Vous savez, je suis sur ce site pour espionner la tête des gens, pour tenter d'appréhender le fonctionnement aléatoire des goûts. Je suis dans une totale incompréhension quand je vois un top 10 série avec The Wire en tête et Game of Thrones à côté, cette incompréhension me révulse complètement. Bien sûr, on pense chacun détenir la vérité sur ce qui est un chef d'oeuvre et sur ce qui est un truc déplorable sans nom. Bien sûr, l'histoire personnelle influence cette vérité mouvante mais l'objectivité existe quand même. L'idée qu'une oeuvre perdure dans le temps serait signe de sa qualité : "c'est un classique". Balzac, Flaubert, Kurosawa, Murnau et tant d'autres : tous ces morts voltigent toujours auprès de nous, et ce n'est pas sans raison.
Pourtant, il me semble qu'il existe un écart entre l'impact de l'oeuvre sur son époque, le contexte dans lequel elle est apparue, le pas en avant qu'elle a pu procurer à un instant précis et sa réelle qualité intrinsèque. Par exemple, j'ai vu Citizen Kane au début de mes déboires cinématographiques et je suis passée à côté de ce classique car je ne l'ai pas remis dans son contexte, ce fut un film assez lambda pour moi. C'est toute la question de l'analyse de quelque chose pour mieux la comprendre et donc mieux l'apprécier.
Je me perds.

Je n'ai jamais lu un bouquin de Philip K. Dick, pardonnez-moi seigneur. Par cette ignorance, ma vision de Total Recall est forcément différente d'un autre, ma vision de Blade Runner aussi. Je n'ai pas grandi avec ces films non plus - est-ce important ? Est-ce qu'en dépouillant l'être qui regarde, tout le monde verrait et apprécierait la même chose ? Peu importe, très certainement.
On peut dire que j'étais quelque peu dépouillée quand j'ai vu Blade Runner, je n'étais pas active sur ce site, je ne connaissais pas sa renommée, je ne savais pas grand chose de son histoire. Je l'ai vu, je me suis ennuyée, j'ai trouvé ça pauvre : l'univers est formidable certes mais aucun attachement aux personnages trop sérieux, aucun rythme dans l'histoire, l'enjeu perd de sa saveur. Je ne comprends pas pourquoi ce film est tant aimé, adulé ; expliquez-moi.
Et comme je suis la raison incarnée, comme je détiens la vérité dans mon égocentrisme culturel fou, je ne comprends pas non plus pourquoi Total Recall passe après Blade Runner.

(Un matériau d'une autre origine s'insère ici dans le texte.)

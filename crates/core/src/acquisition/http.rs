//! HTTP downloader backed by reqwest.

use async_trait::async_trait;
use futures::StreamExt;
use reqwest::Client;
use std::path::Path;
use std::time::Duration;
use tokio::fs::File;
use tokio::io::{AsyncWriteExt, BufWriter};
use tracing::debug;

use crate::workspace::delete_input;

use super::config::SourceConfig;
use super::error::DownloadError;
use super::traits::Downloader;

/// Streams HTTP(S) responses straight to disk.
pub struct HttpDownloader {
    client: Client,
}

impl HttpDownloader {
    /// Creates a downloader using the timeouts from `config`.
    pub fn new(config: &SourceConfig) -> Result<Self, DownloadError> {
        let client = Client::builder()
            .timeout(Duration::from_secs(config.request_timeout_secs))
            .connect_timeout(Duration::from_secs(config.connect_timeout_secs))
            .build()
            .map_err(|e| DownloadError::Client(e.to_string()))?;
        Ok(Self { client })
    }

    async fn stream_to_file(
        response: reqwest::Response,
        destination: &Path,
    ) -> Result<u64, DownloadError> {
        let file = File::create(destination)
            .await
            .map_err(|e| DownloadError::io(destination, e))?;
        let mut writer = BufWriter::new(file);
        let mut stream = response.bytes_stream();
        let mut written = 0u64;

        while let Some(chunk) = stream.next().await {
            let chunk = chunk.map_err(DownloadError::from_reqwest)?;
            writer
                .write_all(&chunk)
                .await
                .map_err(|e| DownloadError::io(destination, e))?;
            written += chunk.len() as u64;
        }

        writer
            .flush()
            .await
            .map_err(|e| DownloadError::io(destination, e))?;

        Ok(written)
    }
}

#[async_trait]
impl Downloader for HttpDownloader {
    fn name(&self) -> &str {
        "http"
    }

    async fn download(&self, url: &str, destination: &Path) -> Result<u64, DownloadError> {
        debug!(url = %url, destination = %destination.display(), "Starting download");

        let response = self
            .client
            .get(url)
            .send()
            .await
            .map_err(DownloadError::from_reqwest)?;

        let status = response.status();
        if !status.is_success() {
            return Err(DownloadError::Http {
                status: status.as_u16(),
            });
        }

        let result = Self::stream_to_file(response, destination).await;
        if result.is_err() {
            // Never hand a truncated file to the pipeline.
            delete_input(destination).await;
        }
        result
    }
}
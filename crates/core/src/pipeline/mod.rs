//! Per-artifact processing pipeline.
//!
//! Each downloaded forecast file runs through a fixed chain of states:
//!
//! ```text
//! Downloaded -> Split -> Composite -> Rendered -> [Tiled] -> Published -> Cleaned
//! ```
//!
//! A failed transform short-circuits the remaining transforms. Whatever was
//! produced is still published, and cleanup always runs.

mod config;
mod processor;
mod types;

pub use config::PipelineConfig;
pub use processor::ArtifactPipeline;
pub use types::{
    PipelineOutcome, PipelineStage, PipelineState, PublicationKind, PublicationRecord,
    StageRecord, StageStatus,
};
//! Release scheduling.
//!
//! Decides which forecast release should be processed for a given instant and
//! enumerates the forecast offsets fetched for it. Every function here takes
//! the current instant as an argument; nothing reads the wall clock.

mod clock;
mod types;

pub use clock::{latest_published, resolve_release};
pub use types::{ForecastOffset, OffsetRange, ReleaseHour, ReleaseWindow, ScheduleError};
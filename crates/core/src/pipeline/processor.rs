//! Artifact pipeline implementation.

use std::path::PathBuf;
use std::sync::Arc;
use std::time::Instant;
use tracing::{debug, info, warn};

use crate::acquisition::DownloadedArtifact;
use crate::metrics;
use crate::publisher::{PublicationKey, PublishError, PublishedObject, Publisher};
use crate::tools::{GeoToolkit, Tool, ToolError};
use crate::workspace::{CleanupReport, Workspace};

use super::config::PipelineConfig;
use super::types::{
    PipelineOutcome, PipelineStage, PipelineState, PublicationKind, PublicationRecord,
    StageRecord, StageStatus,
};

const COMPOSITE_FILE: &str = "wind.vrt";
const RASTER_FILE: &str = "wind_data.tif";
const TILES_DIR: &str = "tiles";

/// Outputs produced so far inside one working area.
#[derive(Debug, Default)]
struct Products {
    components: Vec<PathBuf>,
    composite: Option<PathBuf>,
    raster: Option<PathBuf>,
    preview: Option<PathBuf>,
    tiles: Option<PathBuf>,
}

/// Mutable state of one pipeline run.
struct Run {
    artifact_id: String,
    input: PathBuf,
    area: PathBuf,
    products: Products,
    stages: Vec<StageRecord>,
}

impl Run {
    fn new(artifact: &DownloadedArtifact, area: PathBuf) -> Self {
        Self {
            artifact_id: artifact.id(),
            input: artifact.path.clone(),
            area,
            products: Products::default(),
            stages: Vec::new(),
        }
    }

    fn record(&mut self, stage: PipelineStage, start: Instant, error: Option<&ToolError>) {
        let status = match error {
            None => StageStatus::Succeeded,
            Some(e) => {
                warn!(
                    artifact = %self.artifact_id,
                    stage = %stage,
                    error = %e,
                    "Pipeline stage failed"
                );
                StageStatus::Failed {
                    error: e.to_string(),
                }
            }
        };
        metrics::STAGE_OUTCOMES
            .with_label_values(&[stage.as_str(), status.label()])
            .inc();
        self.stages.push(StageRecord {
            stage,
            status,
            duration_ms: start.elapsed().as_millis() as u64,
        });
    }

    /// Stage records in pipeline order, unattempted stages marked skipped.
    fn finish(mut self) -> (Vec<StageRecord>, Products) {
        let records = PipelineStage::ALL
            .iter()
            .map(|stage| {
                match self.stages.iter().position(|r| r.stage == *stage) {
                    Some(index) => self.stages.swap_remove(index),
                    None => {
                        metrics::STAGE_OUTCOMES
                            .with_label_values(&[stage.as_str(), StageStatus::Skipped.label()])
                            .inc();
                        StageRecord {
                            stage: *stage,
                            status: StageStatus::Skipped,
                            duration_ms: 0,
                        }
                    }
                }
            })
            .collect();
        (records, self.products)
    }
}

/// Drives downloaded artifacts through extraction, rendering and publication.
///
/// Instances hold no per-artifact state, so one pipeline can process many
/// artifacts concurrently.
pub struct ArtifactPipeline<T: GeoToolkit, P: Publisher> {
    config: PipelineConfig,
    workspace: Workspace,
    toolkit: Arc<T>,
    publisher: Arc<P>,
}

impl<T: GeoToolkit, P: Publisher> ArtifactPipeline<T, P> {
    /// Creates a new pipeline.
    pub fn new(config: PipelineConfig, toolkit: T, publisher: P) -> Self {
        Self::with_shared(config, Arc::new(toolkit), Arc::new(publisher))
    }

    /// Creates a pipeline over shared collaborators.
    pub fn with_shared(config: PipelineConfig, toolkit: Arc<T>, publisher: Arc<P>) -> Self {
        let workspace = Workspace::new(config.work_dir());
        Self {
            config,
            workspace,
            toolkit,
            publisher,
        }
    }

    pub fn config(&self) -> &PipelineConfig {
        &self.config
    }

    /// Processes every artifact concurrently, one outcome per artifact.
    pub async fn process_all(&self, artifacts: Vec<DownloadedArtifact>) -> Vec<PipelineOutcome> {
        futures::future::join_all(artifacts.into_iter().map(|a| self.process(a))).await
    }

    /// Processes one artifact. Never fails: every problem ends up in the outcome.
    pub async fn process(&self, artifact: DownloadedArtifact) -> PipelineOutcome {
        let start = Instant::now();
        let artifact_id = artifact.id();
        info!(
            artifact = %artifact_id,
            forecast = %artifact.forecast_timestamp,
            "Processing artifact"
        );

        let result = self
            .workspace
            .with_working_area(&artifact_id, &artifact.path, |area| {
                self.run(&artifact, area)
            })
            .await;

        let (reached, stages, publications, cleanup) = match result {
            Ok(((reached, stages, publications), cleanup)) => {
                (reached, stages, publications, cleanup)
            }
            Err(e) => {
                warn!(artifact = %artifact_id, error = %e, "Could not set up working area");
                let stages = PipelineStage::ALL
                    .iter()
                    .map(|stage| StageRecord {
                        stage: *stage,
                        status: if *stage == PipelineStage::Split {
                            StageStatus::Failed {
                                error: e.to_string(),
                            }
                        } else {
                            StageStatus::Skipped
                        },
                        duration_ms: 0,
                    })
                    .collect();
                let cleanup = CleanupReport {
                    working_area_removed: true,
                    input_removed: e.input_removed(),
                    errors: Vec::new(),
                };
                (PipelineState::Downloaded, stages, Vec::new(), cleanup)
            }
        };

        debug!(artifact = %artifact_id, state = %PipelineState::Cleaned, "Pipeline transition");

        let outcome = PipelineOutcome {
            artifact_id,
            forecast_timestamp: artifact.forecast_timestamp,
            reached,
            stages,
            publications,
            cleanup,
            duration_ms: start.elapsed().as_millis() as u64,
        };

        let result_label = if outcome.is_complete() {
            "complete"
        } else {
            "partial"
        };
        metrics::PIPELINE_DURATION
            .with_label_values(&[result_label])
            .observe(start.elapsed().as_secs_f64());

        info!(
            artifact = %outcome.artifact_id,
            reached = %outcome.reached,
            published = outcome.published_keys().len(),
            complete = outcome.is_complete(),
            duration_ms = outcome.duration_ms,
            "Artifact processed"
        );

        outcome
    }

    /// Transforms then publishes inside the working area.
    async fn run(
        &self,
        artifact: &DownloadedArtifact,
        area: PathBuf,
    ) -> (PipelineState, Vec<StageRecord>, Vec<PublicationRecord>) {
        let mut run = Run::new(artifact, area);
        let mut state = PipelineState::Downloaded;

        while let Some(next) = self.advance(state, &mut run).await {
            debug!(artifact = %run.artifact_id, from = %state, to = %next, "Pipeline transition");
            state = next;
        }

        let (stages, products) = run.finish();
        let publications = self.publish(artifact, &products).await;
        debug!(
            artifact = %artifact.id(),
            state = %PipelineState::Published,
            "Pipeline transition"
        );

        (state, stages, publications)
    }

    /// Runs the transform leaving `state`; `None` ends the transform chain.
    async fn advance(&self, state: PipelineState, run: &mut Run) -> Option<PipelineState> {
        match state {
            PipelineState::Downloaded => self.split(run).await.then_some(PipelineState::Split),
            PipelineState::Split => self
                .composite(run)
                .await
                .then_some(PipelineState::Composite),
            PipelineState::Composite => self.render(run).await.then_some(PipelineState::Rendered),
            PipelineState::Rendered if self.config.generate_tiles => {
                self.tile(run).await.then_some(PipelineState::Tiled)
            }
            PipelineState::Rendered
            | PipelineState::Tiled
            | PipelineState::Published
            | PipelineState::Cleaned => None,
        }
    }

    async fn split(&self, run: &mut Run) -> bool {
        let start = Instant::now();
        let mut outputs = Vec::with_capacity(self.config.components.len());
        let mut error = None;

        if self.config.components.is_empty() {
            error = Some(ToolError::InvalidArguments {
                tool: Tool::Extract,
                reason: "no wind components configured".to_string(),
            });
        }

        for component in &self.config.components {
            let output = run.area.join(component.file_name());
            match self
                .toolkit
                .extract_component(&run.input, component, &output)
                .await
            {
                Ok(path) => outputs.push(path),
                Err(e) => {
                    error = Some(e);
                    break;
                }
            }
        }

        run.record(PipelineStage::Split, start, error.as_ref());
        if error.is_some() {
            return false;
        }
        run.products.components = outputs;
        true
    }

    async fn composite(&self, run: &mut Run) -> bool {
        let start = Instant::now();
        let result = self
            .toolkit
            .build_composite(
                &run.products.components,
                &self.config.crs,
                &run.area.join(COMPOSITE_FILE),
            )
            .await;
        run.record(PipelineStage::Composite, start, result.as_ref().err());
        run.products.composite = result.ok();
        run.products.composite.is_some()
    }

    /// Renders the raster, then the preview from it.
    ///
    /// Advances when the raster exists, even if the preview failed.
    async fn render(&self, run: &mut Run) -> bool {
        let Some(composite) = run.products.composite.clone() else {
            return false;
        };

        let start = Instant::now();
        let raster = self
            .toolkit
            .rasterize(&composite, &self.config.raster, &run.area.join(RASTER_FILE))
            .await;
        run.record(PipelineStage::Raster, start, raster.as_ref().err());
        let Ok(raster) = raster else {
            return false;
        };
        run.products.raster = Some(raster.clone());

        let start = Instant::now();
        let preview = self
            .toolkit
            .convert_image(&raster, &run.area.join(&self.config.preview_name))
            .await;
        run.record(PipelineStage::Preview, start, preview.as_ref().err());
        run.products.preview = preview.ok();

        true
    }

    async fn tile(&self, run: &mut Run) -> bool {
        let Some(raster) = run.products.raster.clone() else {
            return false;
        };

        let start = Instant::now();
        let result = self
            .toolkit
            .generate_tiles(&raster, self.config.zoom, &run.area.join(TILES_DIR))
            .await;
        run.record(PipelineStage::Tiles, start, result.as_ref().err());
        run.products.tiles = result.ok();
        run.products.tiles.is_some()
    }

    /// Publishes whatever was produced. Each attempt is recorded separately.
    async fn publish(
        &self,
        artifact: &DownloadedArtifact,
        products: &Products,
    ) -> Vec<PublicationRecord> {
        let artifact_id = artifact.id();
        let mut records = Vec::new();

        if let Some(preview) = &products.preview {
            let keys = PublicationKey::replicated(
                artifact.forecast_timestamp,
                self.config.replicate_hours,
                &self.config.preview_name,
            );
            let results = futures::future::join_all(keys.iter().map(|key| async move {
                let key = key.to_string();
                let result = self.publisher.publish_image(preview, &key).await;
                (key, result.map(|object| vec![object]))
            }))
            .await;
            for (key, result) in results {
                records.push(publication_record(
                    &artifact_id,
                    PublicationKind::Preview,
                    key,
                    result,
                ));
            }
        }

        if let Some(tiles) = &products.tiles {
            let prefix = PublicationKey::prefix_for(artifact.forecast_timestamp);
            let result = self.publisher.publish_directory(tiles, &prefix).await;
            records.push(publication_record(
                &artifact_id,
                PublicationKind::Tiles,
                prefix,
                result,
            ));
        }

        records
    }
}

fn publication_record(
    artifact_id: &str,
    kind: PublicationKind,
    key: String,
    result: Result<Vec<PublishedObject>, PublishError>,
) -> PublicationRecord {
    match result {
        Ok(objects) => {
            metrics::PUBLICATIONS_TOTAL
                .with_label_values(&[kind.as_str(), "success"])
                .inc();
            info!(
                artifact = %artifact_id,
                kind = kind.as_str(),
                key = %key,
                objects = objects.len(),
                "Published"
            );
            PublicationRecord {
                kind,
                key,
                objects,
                error: None,
            }
        }
        Err(e) => {
            metrics::PUBLICATIONS_TOTAL
                .with_label_values(&[kind.as_str(), "failed"])
                .inc();
            warn!(
                artifact = %artifact_id,
                kind = kind.as_str(),
                key = %key,
                error = %e,
                "Publication failed"
            );
            PublicationRecord {
                kind,
                key,
                objects: Vec::new(),
                error: Some(e.to_string()),
            }
        }
    }
}
mod args;

use std::path::Path;
use std::process::ExitCode;

use anyhow::{Context, Result};
use chrono::Utc;
use clap::Parser;
use tracing::{debug, error, info, warn};
use tracing_subscriber::{layer::SubscriberExt, util::SubscriberInitExt, EnvFilter};

use windmap_core::{
    load_config, metrics, GdalToolkit, GeoToolkit, ProductionRunner, RunError, RunRequest,
    SanitizedConfig,
};

use args::Args;

#[tokio::main]
async fn main() -> ExitCode {
    let args = Args::parse();
    init_logging(args.log_json);

    match run(args).await {
        Ok(()) => ExitCode::SUCCESS,
        Err(e) => {
            error!("Fatal error: {:#}", e);
            let code = e
                .downcast_ref::<RunError>()
                .map(RunError::exit_code)
                .unwrap_or(1);
            ExitCode::from(code)
        }
    }
}

fn init_logging(json: bool) {
    let filter = EnvFilter::try_from_default_env().unwrap_or_else(|_| "info".into());
    let registry = tracing_subscriber::registry().with(filter);
    if json {
        registry.with(tracing_subscriber::fmt::layer().json()).init();
    } else {
        registry.with(tracing_subscriber::fmt::layer()).init();
    }
}

async fn run(args: Args) -> Result<()> {
    let config = load_config(args.config.as_deref())
        .map_err(RunError::from)
        .context("Failed to load configuration")?;

    debug!(
        config = %serde_json::to_string(&SanitizedConfig::from(&config)).unwrap_or_default(),
        "Configuration loaded"
    );

    if args.check_tools {
        let toolkit = GdalToolkit::new(config.tools.clone());
        toolkit
            .validate()
            .await
            .context("External tool check failed")?;
        info!("All external tools are available");
        return Ok(());
    }

    let runner = ProductionRunner::from_config(&config)?;

    let mut request = RunRequest::at(Utc::now());
    if let Some(release) = args.release {
        request = request.with_release(release);
    }
    if let Some(date) = args.date {
        request = request.with_date(date);
    }

    let result = runner.run(request).await;

    if let Some(path) = &config.metrics.textfile {
        if let Err(e) = write_metrics(path).await {
            warn!(path = %path.display(), error = %e, "Failed to write metrics textfile");
        }
    }

    let report = result?;
    if args.report_json {
        let json = serde_json::to_string_pretty(&report).context("Failed to encode run report")?;
        println!("{}", json);
    }

    if !report.is_complete() {
        warn!(
            release = %report.release,
            failed_downloads = report.download_failures.len(),
            incomplete = report.outcomes.len() - report.complete_count(),
            "Run finished with per-file failures"
        );
    }

    Ok(())
}

/// Writes the metrics exposition next to `path`, then renames it into place
/// so the textfile collector never reads a partial file.
async fn write_metrics(path: &Path) -> Result<()> {
    let body = metrics::encode_metrics().context("Failed to encode metrics")?;
    let tmp = path.with_extension("prom.tmp");
    tokio::fs::write(&tmp, body)
        .await
        .with_context(|| format!("Failed to write {}", tmp.display()))?;
    tokio::fs::rename(&tmp, path)
        .await
        .with_context(|| format!("Failed to move metrics into {}", path.display()))?;
    Ok(())
}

J'ai vu Total Recall comme Blade Runner, sans rien en savoir : même le nom de ce doux Schwarzy m'a surprise au générique, c'est dire.
Total Recall c'est comme Die Hard en remplaçant Bruce Willis par Arnold Schwarzenneger (maintenant que je l'aime je n'écorche plus son nom) dans un monde de science-fiction : profondément drôle et malin tout en étant très intelligent (et beau). C'est beaucoup plus jouissif qu'un Blade Runner rigide et stricte. L'humour a ce don de faire entrer son message plus vicieusement dans l'esprit des gens qui rigolent, grâce à la connivence qu'il crée avec l'autre. Pourtant, l'humour n'a pas sa place à côté des classiques, l'humour est populaire (mot vulgaire). C'est étrange.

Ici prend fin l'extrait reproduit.